● **Action item**
Give again, word for word, every line below from the one that has "filter and search." through the one that has "linked robot's id.", both included, and no others.

Collected data
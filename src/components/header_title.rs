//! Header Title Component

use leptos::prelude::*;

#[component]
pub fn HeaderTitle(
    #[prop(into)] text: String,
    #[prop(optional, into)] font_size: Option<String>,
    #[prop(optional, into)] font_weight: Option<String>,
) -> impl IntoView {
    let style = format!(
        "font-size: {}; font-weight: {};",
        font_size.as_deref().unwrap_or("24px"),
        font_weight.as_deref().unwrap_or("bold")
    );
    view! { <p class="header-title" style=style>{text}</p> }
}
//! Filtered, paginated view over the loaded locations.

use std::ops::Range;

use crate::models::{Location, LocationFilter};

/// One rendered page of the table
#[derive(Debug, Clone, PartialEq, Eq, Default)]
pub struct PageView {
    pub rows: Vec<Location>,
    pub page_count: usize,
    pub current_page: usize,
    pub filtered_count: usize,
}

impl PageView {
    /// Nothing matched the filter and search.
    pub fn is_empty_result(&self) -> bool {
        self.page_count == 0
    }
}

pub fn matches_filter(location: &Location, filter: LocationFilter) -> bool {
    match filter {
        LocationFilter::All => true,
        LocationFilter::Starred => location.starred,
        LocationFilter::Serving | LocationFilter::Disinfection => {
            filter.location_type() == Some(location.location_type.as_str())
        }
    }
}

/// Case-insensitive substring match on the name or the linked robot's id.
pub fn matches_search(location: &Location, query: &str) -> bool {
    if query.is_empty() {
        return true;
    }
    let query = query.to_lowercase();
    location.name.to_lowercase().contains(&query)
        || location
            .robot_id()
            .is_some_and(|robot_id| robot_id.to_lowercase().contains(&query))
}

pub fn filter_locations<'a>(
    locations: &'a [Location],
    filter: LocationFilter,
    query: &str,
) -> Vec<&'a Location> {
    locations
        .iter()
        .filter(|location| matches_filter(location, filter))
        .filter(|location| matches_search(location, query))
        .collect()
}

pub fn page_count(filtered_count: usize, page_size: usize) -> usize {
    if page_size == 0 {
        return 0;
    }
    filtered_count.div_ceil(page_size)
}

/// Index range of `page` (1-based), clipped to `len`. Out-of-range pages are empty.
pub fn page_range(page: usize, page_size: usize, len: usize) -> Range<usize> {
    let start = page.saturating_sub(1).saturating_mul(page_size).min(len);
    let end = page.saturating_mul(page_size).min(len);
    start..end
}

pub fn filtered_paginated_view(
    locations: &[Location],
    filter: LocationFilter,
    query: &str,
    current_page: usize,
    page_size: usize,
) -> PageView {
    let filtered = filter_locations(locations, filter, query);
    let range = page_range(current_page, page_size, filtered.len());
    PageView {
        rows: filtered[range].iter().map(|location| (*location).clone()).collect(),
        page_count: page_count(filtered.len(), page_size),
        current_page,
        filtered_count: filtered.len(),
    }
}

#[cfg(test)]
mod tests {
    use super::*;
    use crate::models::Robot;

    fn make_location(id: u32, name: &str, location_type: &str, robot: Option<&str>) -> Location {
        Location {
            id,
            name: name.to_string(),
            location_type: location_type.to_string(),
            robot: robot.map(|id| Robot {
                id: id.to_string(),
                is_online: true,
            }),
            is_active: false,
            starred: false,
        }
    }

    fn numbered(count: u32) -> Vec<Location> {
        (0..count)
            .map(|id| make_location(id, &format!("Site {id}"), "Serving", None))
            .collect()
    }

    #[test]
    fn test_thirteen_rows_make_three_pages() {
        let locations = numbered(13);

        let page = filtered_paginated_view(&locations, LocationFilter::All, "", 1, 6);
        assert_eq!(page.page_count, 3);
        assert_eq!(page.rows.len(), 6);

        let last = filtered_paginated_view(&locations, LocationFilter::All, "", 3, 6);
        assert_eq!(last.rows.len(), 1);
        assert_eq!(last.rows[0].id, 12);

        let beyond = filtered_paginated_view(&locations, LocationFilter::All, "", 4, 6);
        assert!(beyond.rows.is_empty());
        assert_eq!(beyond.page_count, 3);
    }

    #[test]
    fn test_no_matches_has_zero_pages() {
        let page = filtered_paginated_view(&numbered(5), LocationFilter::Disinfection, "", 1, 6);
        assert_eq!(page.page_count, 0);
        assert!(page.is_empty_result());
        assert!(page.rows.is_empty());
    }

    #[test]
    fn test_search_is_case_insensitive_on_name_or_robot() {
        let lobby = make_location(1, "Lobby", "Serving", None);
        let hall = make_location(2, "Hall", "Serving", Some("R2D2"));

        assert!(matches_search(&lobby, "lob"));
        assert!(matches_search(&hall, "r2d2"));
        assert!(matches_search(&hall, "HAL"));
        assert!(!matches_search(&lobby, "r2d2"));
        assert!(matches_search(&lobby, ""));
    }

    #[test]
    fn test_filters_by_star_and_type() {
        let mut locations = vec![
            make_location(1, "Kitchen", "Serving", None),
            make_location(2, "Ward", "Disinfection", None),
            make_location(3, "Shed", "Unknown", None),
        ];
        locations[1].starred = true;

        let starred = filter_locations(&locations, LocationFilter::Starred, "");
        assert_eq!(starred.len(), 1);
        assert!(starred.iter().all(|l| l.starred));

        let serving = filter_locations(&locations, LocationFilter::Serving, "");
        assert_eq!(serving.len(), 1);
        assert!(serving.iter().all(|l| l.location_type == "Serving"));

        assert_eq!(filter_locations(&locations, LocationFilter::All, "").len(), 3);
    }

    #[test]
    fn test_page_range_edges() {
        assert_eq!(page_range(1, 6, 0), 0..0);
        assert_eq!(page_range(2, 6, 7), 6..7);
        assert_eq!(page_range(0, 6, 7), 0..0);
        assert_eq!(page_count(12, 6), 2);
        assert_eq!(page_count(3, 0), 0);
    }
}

● **Answer to this problem**
    /// Nothing matched the filter and search.
    pub fn is_empty_result(&self) -> bool {
        self.page_count == 0
    }
}

pub fn matches_filter(location: &Location, filter: LocationFilter) -> bool {
    match filter {
        LocationFilter::All => true,
        LocationFilter::Starred => location.starred,
        LocationFilter::Serving | LocationFilter::Disinfection => {
            filter.location_type() == Some(location.location_type.as_str())
        }
    }
}

/// Case-insensitive substring match on the name or the linked robot's id.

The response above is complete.